* **DESCRIPTION OF THE TASK**
Each line of the entries that mentions the string "reqwest" needs to be reported.

* **RECORDS PROVIDED**
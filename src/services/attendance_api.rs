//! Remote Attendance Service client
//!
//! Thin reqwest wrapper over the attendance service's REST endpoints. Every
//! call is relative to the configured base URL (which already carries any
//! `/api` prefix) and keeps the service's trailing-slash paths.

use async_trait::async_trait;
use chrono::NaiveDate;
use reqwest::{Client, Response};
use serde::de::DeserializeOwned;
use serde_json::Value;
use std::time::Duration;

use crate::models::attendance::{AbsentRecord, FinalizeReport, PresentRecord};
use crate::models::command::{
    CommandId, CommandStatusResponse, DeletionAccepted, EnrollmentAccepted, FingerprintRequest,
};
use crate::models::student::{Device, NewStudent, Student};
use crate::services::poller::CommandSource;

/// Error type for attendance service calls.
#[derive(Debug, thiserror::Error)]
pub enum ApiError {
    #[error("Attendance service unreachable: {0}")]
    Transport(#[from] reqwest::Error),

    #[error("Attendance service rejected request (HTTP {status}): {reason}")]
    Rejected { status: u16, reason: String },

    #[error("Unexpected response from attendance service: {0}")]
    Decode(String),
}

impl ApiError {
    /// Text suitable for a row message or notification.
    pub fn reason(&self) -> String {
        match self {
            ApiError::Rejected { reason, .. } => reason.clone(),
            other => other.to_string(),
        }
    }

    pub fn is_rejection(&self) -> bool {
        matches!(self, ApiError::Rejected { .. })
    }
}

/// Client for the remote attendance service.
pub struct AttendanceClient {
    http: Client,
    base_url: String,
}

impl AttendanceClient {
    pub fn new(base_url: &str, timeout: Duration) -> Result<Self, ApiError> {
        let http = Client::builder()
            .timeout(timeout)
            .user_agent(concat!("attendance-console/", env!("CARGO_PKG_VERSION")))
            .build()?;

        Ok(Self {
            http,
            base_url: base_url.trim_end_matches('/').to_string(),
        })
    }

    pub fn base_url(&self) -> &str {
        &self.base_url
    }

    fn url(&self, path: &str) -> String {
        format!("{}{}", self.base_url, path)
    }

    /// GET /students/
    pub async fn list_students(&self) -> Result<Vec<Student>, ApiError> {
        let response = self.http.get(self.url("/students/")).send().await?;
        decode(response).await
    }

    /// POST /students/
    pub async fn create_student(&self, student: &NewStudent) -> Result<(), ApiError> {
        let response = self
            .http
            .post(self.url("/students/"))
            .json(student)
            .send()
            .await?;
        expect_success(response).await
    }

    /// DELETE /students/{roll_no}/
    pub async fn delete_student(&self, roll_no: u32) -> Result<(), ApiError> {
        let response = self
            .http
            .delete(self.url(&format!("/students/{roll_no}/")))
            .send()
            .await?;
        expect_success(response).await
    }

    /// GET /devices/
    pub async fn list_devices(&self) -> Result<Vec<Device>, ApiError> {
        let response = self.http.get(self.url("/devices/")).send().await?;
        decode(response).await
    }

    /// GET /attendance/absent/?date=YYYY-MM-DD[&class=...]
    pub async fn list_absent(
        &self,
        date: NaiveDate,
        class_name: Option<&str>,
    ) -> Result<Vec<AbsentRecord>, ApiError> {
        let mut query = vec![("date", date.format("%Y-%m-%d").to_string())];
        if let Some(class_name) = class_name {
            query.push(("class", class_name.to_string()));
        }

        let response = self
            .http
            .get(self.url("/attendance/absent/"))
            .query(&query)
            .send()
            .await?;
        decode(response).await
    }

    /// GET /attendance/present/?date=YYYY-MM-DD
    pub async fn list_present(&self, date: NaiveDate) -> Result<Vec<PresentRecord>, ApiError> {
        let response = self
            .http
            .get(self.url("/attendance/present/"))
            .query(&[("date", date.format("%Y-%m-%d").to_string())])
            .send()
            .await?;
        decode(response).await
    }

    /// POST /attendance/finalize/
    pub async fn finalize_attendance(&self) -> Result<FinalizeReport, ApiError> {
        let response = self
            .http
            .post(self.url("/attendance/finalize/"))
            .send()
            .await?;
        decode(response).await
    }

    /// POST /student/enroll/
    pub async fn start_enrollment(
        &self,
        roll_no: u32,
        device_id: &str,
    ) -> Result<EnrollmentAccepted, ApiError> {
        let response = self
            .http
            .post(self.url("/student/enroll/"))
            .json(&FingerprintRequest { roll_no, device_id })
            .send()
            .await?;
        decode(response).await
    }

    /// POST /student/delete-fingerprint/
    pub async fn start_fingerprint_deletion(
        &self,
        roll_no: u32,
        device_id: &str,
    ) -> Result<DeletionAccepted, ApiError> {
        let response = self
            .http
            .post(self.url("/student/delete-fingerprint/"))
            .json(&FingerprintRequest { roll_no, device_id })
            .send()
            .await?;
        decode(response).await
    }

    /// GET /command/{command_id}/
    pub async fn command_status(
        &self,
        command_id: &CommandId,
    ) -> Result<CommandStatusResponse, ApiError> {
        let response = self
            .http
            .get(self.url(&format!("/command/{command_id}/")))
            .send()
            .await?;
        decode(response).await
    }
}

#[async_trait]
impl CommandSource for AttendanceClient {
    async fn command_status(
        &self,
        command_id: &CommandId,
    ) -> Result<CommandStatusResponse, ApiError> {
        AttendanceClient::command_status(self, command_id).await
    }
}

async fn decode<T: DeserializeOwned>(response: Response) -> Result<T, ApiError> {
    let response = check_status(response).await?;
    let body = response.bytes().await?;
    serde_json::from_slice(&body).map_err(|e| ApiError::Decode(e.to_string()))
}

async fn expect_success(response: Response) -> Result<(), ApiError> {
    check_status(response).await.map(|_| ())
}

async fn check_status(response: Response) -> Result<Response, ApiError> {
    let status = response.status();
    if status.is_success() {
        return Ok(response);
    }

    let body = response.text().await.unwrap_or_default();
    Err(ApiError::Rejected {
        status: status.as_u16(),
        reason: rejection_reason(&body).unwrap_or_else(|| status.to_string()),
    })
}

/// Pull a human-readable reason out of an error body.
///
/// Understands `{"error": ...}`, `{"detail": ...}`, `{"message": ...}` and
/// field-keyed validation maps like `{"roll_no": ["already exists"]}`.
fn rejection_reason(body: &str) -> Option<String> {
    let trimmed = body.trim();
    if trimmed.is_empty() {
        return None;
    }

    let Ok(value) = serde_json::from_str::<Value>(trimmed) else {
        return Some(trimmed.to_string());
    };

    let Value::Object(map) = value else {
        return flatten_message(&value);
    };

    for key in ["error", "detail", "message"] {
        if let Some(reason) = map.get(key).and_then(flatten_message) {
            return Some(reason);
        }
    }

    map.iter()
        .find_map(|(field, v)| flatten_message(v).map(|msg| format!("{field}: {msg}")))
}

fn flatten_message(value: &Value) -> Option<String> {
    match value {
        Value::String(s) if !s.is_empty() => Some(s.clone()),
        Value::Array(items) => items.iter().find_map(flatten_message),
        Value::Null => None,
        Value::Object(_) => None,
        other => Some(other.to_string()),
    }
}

* **ANSWER FOR THIS EXERCISE**
//! Thin reqwest wrapper over the attendance service's REST endpoints. Every
use reqwest::{Client, Response};
    Transport(#[from] reqwest::Error),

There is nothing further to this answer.